**WHAT NEEDS TO BE DONE:** Scan the material below for "impl", then return each line that contains it.

**AVAILABLE DATA:**

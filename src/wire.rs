//! On-wire probe payload codec.
//!
//! The primary form is a protobuf-compatible message (fields: signature,
//! tos, sent, rcvd, padding) encoded by hand; reflectors echo the bytes
//! verbatim, so only this codec needs to understand them. A legacy
//! fixed-width frame remains read-compatible for older senders.
//!
//! Padding pads the datagram to a representative MTU-friendly size and is
//! preserved byte-for-byte end-to-end without interpretation.

use bytes::{Buf, BufMut, Bytes, BytesMut};
use thiserror::Error;

use crate::probe::{Signature, SIGNATURE_LEN};

/// Bytes of uninterpreted padding carried by every freshly encoded probe.
pub const PADDING_LEN: usize = 1000;

/// Size of the legacy fixed-width frame.
pub const LEGACY_FRAME_LEN: usize = SIGNATURE_LEN + 1 + 8 + 8 + 8 + 1;

// Protobuf field numbers for the probe message.
const FIELD_SIGNATURE: u32 = 1;
const FIELD_TOS: u32 = 2;
const FIELD_SENT: u32 = 3;
const FIELD_RCVD: u32 = 4;
const FIELD_PADDING: u32 = 5;

// Protobuf wire types.
const WIRE_VARINT: u32 = 0;
const WIRE_FIXED64: u32 = 1;
const WIRE_LEN: u32 = 2;
const WIRE_FIXED32: u32 = 5;

#[derive(Debug, Error, PartialEq, Eq)]
pub enum DecodeError {
    #[error("datagram truncated")]
    Truncated,
    #[error("varint longer than 64 bits")]
    VarintOverflow,
    #[error("unsupported wire type {0}")]
    WireType(u32),
    #[error("signature must be {SIGNATURE_LEN} bytes, got {0}")]
    BadSignature(usize),
    #[error("missing signature field")]
    MissingSignature,
}

/// Decoded form of the probe payload.
#[derive(Debug, Clone, PartialEq, Eq)]
pub struct WireProbe {
    pub signature: Signature,
    pub tos: u8,
    /// Wall-clock nanoseconds at send.
    pub sent: u64,
    /// Unused on the wire; reserved.
    pub rcvd: u64,
    /// Opaque padding, preserved verbatim.
    pub padding: Bytes,
}

impl WireProbe {
    /// Build an outbound probe payload with the standard zero padding.
    pub fn new(signature: Signature, tos: u8, sent: u64) -> Self {
        Self {
            signature,
            tos,
            sent,
            rcvd: 0,
            padding: Bytes::from_static(&[0u8; PADDING_LEN]),
        }
    }

    /// Encode to the protobuf-compatible wire form.
    ///
    /// Zero-valued varint fields are omitted, matching proto3 emitters.
    pub fn encode(&self) -> Bytes {
        let mut buf = BytesMut::with_capacity(PADDING_LEN + 64);
        put_key(&mut buf, FIELD_SIGNATURE, WIRE_LEN);
        put_varint(&mut buf, SIGNATURE_LEN as u64);
        buf.put_slice(self.signature.as_bytes());
        put_key(&mut buf, FIELD_TOS, WIRE_LEN);
        put_varint(&mut buf, 1);
        buf.put_u8(self.tos);
        if self.sent != 0 {
            put_key(&mut buf, FIELD_SENT, WIRE_VARINT);
            put_varint(&mut buf, self.sent);
        }
        if self.rcvd != 0 {
            put_key(&mut buf, FIELD_RCVD, WIRE_VARINT);
            put_varint(&mut buf, self.rcvd);
        }
        if !self.padding.is_empty() {
            put_key(&mut buf, FIELD_PADDING, WIRE_LEN);
            put_varint(&mut buf, self.padding.len() as u64);
            buf.put_slice(&self.padding);
        }
        buf.freeze()
    }

    /// Decode the protobuf-compatible wire form. Unknown fields are
    /// skipped; the signature is the only required field.
    pub fn decode(data: &[u8]) -> Result<Self, DecodeError> {
        let mut buf = data;
        let mut signature = None;
        let mut tos = 0u8;
        let mut sent = 0u64;
        let mut rcvd = 0u64;
        let mut padding = Bytes::new();

        while buf.has_remaining() {
            let key = get_varint(&mut buf)?;
            let field = (key >> 3) as u32;
            let wire_type = (key & 0x7) as u32;
            match (field, wire_type) {
                (FIELD_SIGNATURE, WIRE_LEN) => {
                    let raw = get_len_delimited(&mut buf)?;
                    signature = Some(
                        Signature::from_slice(raw)
                            .ok_or(DecodeError::BadSignature(raw.len()))?,
                    );
                }
                (FIELD_TOS, WIRE_LEN) => {
                    let raw = get_len_delimited(&mut buf)?;
                    tos = raw.first().copied().unwrap_or(0);
                }
                (FIELD_SENT, WIRE_VARINT) => sent = get_varint(&mut buf)?,
                (FIELD_RCVD, WIRE_VARINT) => rcvd = get_varint(&mut buf)?,
                (FIELD_PADDING, WIRE_LEN) => {
                    padding = Bytes::copy_from_slice(get_len_delimited(&mut buf)?);
                }
                (_, wt) => skip_field(&mut buf, wt)?,
            }
        }

        Ok(Self {
            signature: signature.ok_or(DecodeError::MissingSignature)?,
            tos,
            sent,
            rcvd,
            padding,
        })
    }
}

/// Legacy fixed-width probe frame, little-endian throughout.
#[derive(Debug, Clone, PartialEq, Eq)]
pub struct LegacyFrame {
    pub signature: Signature,
    pub tos: u8,
    pub sent: u64,
    pub rcvd: u64,
    pub rtt: u64,
    pub lost: u8,
}

impl LegacyFrame {
    pub fn encode(&self) -> Bytes {
        let mut buf = BytesMut::with_capacity(LEGACY_FRAME_LEN);
        buf.put_slice(self.signature.as_bytes());
        buf.put_u8(self.tos);
        buf.put_u64_le(self.sent);
        buf.put_u64_le(self.rcvd);
        buf.put_u64_le(self.rtt);
        buf.put_u8(self.lost);
        buf.freeze()
    }

    /// Read a legacy frame from the front of `data`; trailing bytes are
    /// ignored, matching the original fixed-struct reader.
    pub fn decode(data: &[u8]) -> Result<Self, DecodeError> {
        if data.len() < LEGACY_FRAME_LEN {
            return Err(DecodeError::Truncated);
        }
        let mut buf = data;
        let mut sig = [0u8; SIGNATURE_LEN];
        buf.copy_to_slice(&mut sig);
        Ok(Self {
            signature: Signature::from(sig),
            tos: buf.get_u8(),
            sent: buf.get_u64_le(),
            rcvd: buf.get_u64_le(),
            rtt: buf.get_u64_le(),
            lost: buf.get_u8(),
        })
    }
}

impl From<LegacyFrame> for WireProbe {
    fn from(frame: LegacyFrame) -> Self {
        Self {
            signature: frame.signature,
            tos: frame.tos,
            sent: frame.sent,
            rcvd: frame.rcvd,
            padding: Bytes::new(),
        }
    }
}

/// Decode a datagram in either supported form, preferring the protobuf
/// message and falling back to the legacy frame.
pub fn decode_any(data: &[u8]) -> Result<WireProbe, DecodeError> {
    match WireProbe::decode(data) {
        Ok(probe) => Ok(probe),
        Err(primary) => LegacyFrame::decode(data)
            .map(WireProbe::from)
            .map_err(|_| primary),
    }
}

fn put_key(buf: &mut BytesMut, field: u32, wire_type: u32) {
    put_varint(buf, ((field << 3) | wire_type) as u64);
}

fn put_varint(buf: &mut BytesMut, mut value: u64) {
    loop {
        let byte = (value & 0x7f) as u8;
        value >>= 7;
        if value == 0 {
            buf.put_u8(byte);
            return;
        }
        buf.put_u8(byte | 0x80);
    }
}

fn get_varint(buf: &mut &[u8]) -> Result<u64, DecodeError> {
    let mut value = 0u64;
    let mut shift = 0u32;
    loop {
        if !buf.has_remaining() {
            return Err(DecodeError::Truncated);
        }
        if shift >= 64 {
            return Err(DecodeError::VarintOverflow);
        }
        let byte = buf.get_u8();
        value |= u64::from(byte & 0x7f) << shift;
        if byte & 0x80 == 0 {
            return Ok(value);
        }
        shift += 7;
    }
}

fn get_len_delimited<'a>(buf: &mut &'a [u8]) -> Result<&'a [u8], DecodeError> {
    let len = get_varint(buf)? as usize;
    if buf.remaining() < len {
        return Err(DecodeError::Truncated);
    }
    let (head, tail) = buf.split_at(len);
    *buf = tail;
    Ok(head)
}

fn skip_field(buf: &mut &[u8], wire_type: u32) -> Result<(), DecodeError> {
    match wire_type {
        WIRE_VARINT => {
            get_varint(buf)?;
        }
        WIRE_FIXED64 => {
            if buf.remaining() < 8 {
                return Err(DecodeError::Truncated);
            }
            buf.advance(8);
        }
        WIRE_LEN => {
            get_len_delimited(buf)?;
        }
        WIRE_FIXED32 => {
            if buf.remaining() < 4 {
                return Err(DecodeError::Truncated);
            }
            buf.advance(4);
        }
        other => return Err(DecodeError::WireType(other)),
    }
    Ok(())
}

#[cfg(test)]
mod tests {
    use super::*;

    fn sample() -> WireProbe {
        WireProbe::new(Signature::generate(), 0x68, 1_478_807_831_000_000_000)
    }

    #[test]
    fn roundtrip_preserves_all_fields() {
        let probe = sample();
        let encoded = probe.encode();
        let decoded = WireProbe::decode(&encoded).unwrap();
        assert_eq!(decoded, probe);
        assert_eq!(decoded.padding.len(), PADDING_LEN);
    }

    #[test]
    fn padding_content_survives_verbatim() {
        let mut probe = sample();
        probe.padding = Bytes::from((0..=255u8).cycle().take(PADDING_LEN).collect::<Vec<_>>());
        let decoded = WireProbe::decode(&probe.encode()).unwrap();
        assert_eq!(decoded.padding, probe.padding);
    }

    #[test]
    fn zero_rcvd_is_omitted_and_defaulted() {
        let probe = sample();
        let encoded = probe.encode();
        // A fresh probe never carries the rcvd field on the wire.
        assert!(encoded.len() < PADDING_LEN + 40);
        assert_eq!(WireProbe::decode(&encoded).unwrap().rcvd, 0);
    }

    #[test]
    fn unknown_fields_are_skipped() {
        let probe = sample();
        let mut buf = BytesMut::from(&probe.encode()[..]);
        // Field 9, varint wire type.
        put_varint(&mut buf, (9 << 3) as u64);
        put_varint(&mut buf, 42);
        let decoded = WireProbe::decode(&buf).unwrap();
        assert_eq!(decoded.signature, probe.signature);
    }

    #[test]
    fn truncated_datagram_is_rejected() {
        let encoded = sample().encode();
        assert_eq!(
            WireProbe::decode(&encoded[..encoded.len() - 1]),
            Err(DecodeError::Truncated)
        );
    }

    #[test]
    fn missing_signature_is_rejected() {
        let mut buf = BytesMut::new();
        put_varint(&mut buf, (FIELD_SENT << 3) as u64);
        put_varint(&mut buf, 12345);
        assert_eq!(WireProbe::decode(&buf), Err(DecodeError::MissingSignature));
    }

    #[test]
    fn bad_signature_length_is_rejected() {
        let mut buf = BytesMut::new();
        put_key(&mut buf, FIELD_SIGNATURE, WIRE_LEN);
        put_varint(&mut buf, 4);
        buf.put_slice(&[1, 2, 3, 4]);
        assert_eq!(WireProbe::decode(&buf), Err(DecodeError::BadSignature(4)));
    }

    #[test]
    fn legacy_frame_roundtrip() {
        let frame = LegacyFrame {
            signature: Signature::generate(),
            tos: 0xb8,
            sent: 100_000,
            rcvd: 200_000,
            rtt: 100_000,
            lost: 0,
        };
        let encoded = frame.encode();
        assert_eq!(encoded.len(), LEGACY_FRAME_LEN);
        assert_eq!(LegacyFrame::decode(&encoded).unwrap(), frame);
    }

    #[test]
    fn legacy_decode_ignores_trailing_bytes() {
        let frame = LegacyFrame {
            signature: Signature::generate(),
            tos: 0,
            sent: 7,
            rcvd: 0,
            rtt: 0,
            lost: 1,
        };
        let mut data = frame.encode().to_vec();
        data.extend_from_slice(&[0xde, 0xad]);
        assert_eq!(LegacyFrame::decode(&data).unwrap(), frame);
    }

    #[test]
    fn decode_any_accepts_both_forms() {
        let probe = sample();
        assert_eq!(decode_any(&probe.encode()).unwrap(), probe);

        let frame = LegacyFrame {
            signature: Signature::generate(),
            tos: 3,
            sent: 55,
            rcvd: 0,
            rtt: 0,
            lost: 0,
        };
        let via_legacy = decode_any(&frame.encode()).unwrap();
        assert_eq!(via_legacy.signature, frame.signature);
        assert_eq!(via_legacy.tos, 3);
        assert_eq!(via_legacy.sent, 55);
    }

    #[test]
    fn garbage_is_an_error() {
        assert!(decode_any(&[0xff; 20]).is_err());
    }
}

**THE COMPLETED TASK:**
impl WireProbe {
impl LegacyFrame {
impl From<LegacyFrame> for WireProbe {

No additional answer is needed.